As Hertz struggles with his self-induced dilemma, he looks back over his life, searching for an answer. If he can only think things through rationally, perhaps the way forward was always there, hidden somewhere in the past, waiting for him to finally realise its significance? With a mixture of pathos and mild distaste, he reflects on his distant, ordered childhood in pre-war Germany, his unrequited love for his beautiful, haughty cousin Fanny, to whom, in desperate middle age, he would rashly propose. He remembers the family's enforced exile to London, their role as polite refugees, obligated to kindly compatriots. And then the onset of his brother's "illness", precipitating the end of his career as a concert pianist, the crumbling of his mother's dreams and his own rise as family carer. And his brief respite marriage to Josie whose pragmatism could never dovetail with his own servility.
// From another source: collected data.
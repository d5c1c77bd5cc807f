#![warn(missing_docs)]

//! Streaming G-code analysis for keyforge.
//!
//! Recovers physical quantities from a G-code instruction stream in a
//! single line-by-line pass with bounded memory:
//!
//! - cumulative filament length (mm), via [`ExtrusionTally`]
//! - estimated print time (s / h), via [`MotionEstimator`]
//!
//! Supported command subset: `G0`, `G1`, `G4`, `M82`, `M83` with optional
//! `X`/`Y`/`Z`/`E`/`F`/`P` words. The parser is deliberately non-strict:
//! malformed or unrecognized lines are skipped, never fatal.
//!
//! # Example
//!
//! ```
//! use keyforge_gcode::analyze_str;
//!
//! let analysis = analyze_str("G1 X0 Y0 Z0 F600\nG1 X10 E5\n");
//! assert!((analysis.filament_mm - 5.0).abs() < 1e-9);
//! assert!((analysis.time_seconds - 1.0).abs() < 1e-9);
//! ```

pub mod command;
pub mod error;
pub mod filament;
pub mod time;

pub use command::{parse_line, CommandKind, GcodeCommand};
pub use error::{GcodeError, Result};
pub use filament::ExtrusionTally;
pub use time::{MotionEstimator, DEFAULT_FEED_RATE_MM_MIN};

use std::io::{BufRead, BufReader};
use std::path::Path;

/// Combined result of one analysis pass over a G-code stream.
#[derive(Debug, Clone, Copy, PartialEq)]
pub struct GcodeAnalysis {
    /// Total filament consumed, in millimeters.
    pub filament_mm: f64,
    /// Estimated print time, in seconds.
    pub time_seconds: f64,
}

impl GcodeAnalysis {
    /// Estimated print time in hours.
    pub fn time_hours(&self) -> f64 {
        self.time_seconds / 3600.0
    }
}

/// Analyze G-code held in memory.
pub fn analyze_str(text: &str) -> GcodeAnalysis {
    let mut tally = ExtrusionTally::new();
    let mut motion = MotionEstimator::new();

    for line in text.lines() {
        let cmd = parse_line(line);
        tally.feed(&cmd);
        motion.feed(&cmd);
    }

    GcodeAnalysis {
        filament_mm: tally.total_mm(),
        time_seconds: motion.seconds(),
    }
}

/// Analyze a G-code file, streaming it line by line.
///
/// Returns [`GcodeError::NotFound`] if the file does not exist. Lines that
/// are not valid UTF-8 are skipped like any other unrecognized input.
pub fn analyze_file(path: impl AsRef<Path>) -> Result<GcodeAnalysis> {
    let path = path.as_ref();
    let file = std::fs::File::open(path).map_err(|e| {
        if e.kind() == std::io::ErrorKind::NotFound {
            GcodeError::NotFound(path.to_path_buf())
        } else {
            GcodeError::Io(e)
        }
    })?;

    let mut tally = ExtrusionTally::new();
    let mut motion = MotionEstimator::new();
    let mut skipped = 0usize;

    for line in BufReader::new(file).lines() {
        let line = match line {
            Ok(line) => line,
            Err(_) => {
                skipped += 1;
                continue;
            }
        };
        let cmd = parse_line(&line);
        tally.feed(&cmd);
        motion.feed(&cmd);
    }

    if skipped > 0 {
        log::debug!("skipped {skipped} undecodable lines in {}", path.display());
    }

    let analysis = GcodeAnalysis {
        filament_mm: tally.total_mm(),
        time_seconds: motion.seconds(),
    };
    log::info!(
        "analyzed {}: {:.1} mm filament, {:.1} s estimated",
        path.display(),
        analysis.filament_mm,
        analysis.time_seconds
    );
    Ok(analysis)
}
Anita Brookner has, herself, moved on with The Next Big Thing. Her 21st novel is a finely wrought, painfully elegant treatise on old age: the wearing loneliness, the reflections, regrets and recriminations and the occasional stirrings of now-fading desires. And instead of the familiar middle-aged Brookner women, the protagonist is a man, albeit a passive and docile creature, whose lonely life has been shaped at every turn by the needs of others. Reading The Next Big Thing is not an easy experience. Brookner has stripped her characters of their flesh and, with her unique insight, let us into the distant recesses of their minds, their hearts and their souls, so often revealing how each can harbour its own conflicting desires. The only certainty in life is the inevitability of our end--in the meantime our duty to ourselves must be one of brutal self-honesty and personal fulfilment.--Carey Green

Review
Julius Herz is an old man, to an onlooker no different from the numerous other old men who wander the streets of London. He has no purpose, no identity, no feelings and certainly no future. But, like it or not, he cannot just sit around and just wait for death - 'the next big thing'. He fills his endless empty hours perusing old bookshops, sitting on a bench in a public garden or, occasionally, meeting one of his few acquaintances for a meal. Herz is continually haunted by his past - his failed marriage with Josie, with whom he is still fairly friendly, his brother who died young following a nervous breakdown, his disastrous relationship with his parents, both of whom are now dead. When a threat arises of having to move out of his flat, Herz is forced to consider his safe but tedious existence and how, if at all, he intends to change it. This excellent novel does not only deal with the issue of old age - it is relevant to anyone who has ever felt like an outsider. It is a highly comic affair, as well as being thought-provoking. Seen through the eyes of Herz, youth is a humorous thing, and is indeed wasted on the young. His attempts to involve himself in it have disastrous and embarrassing consequences yet his youthful hopes and dreams have not dulled. His is a difficult and contradictory time of life - he has all the free time in the world but nothing to do and no one to spend it with. The Next Big Thing is written in a more humorous style than that to which readers of Anita Brookner have become accustomed in her previous 20 novels. However, the story is as beautifully related and her characters as sympathetic as those which have made her one of England's most popular modern novelists. (Kirkus UK)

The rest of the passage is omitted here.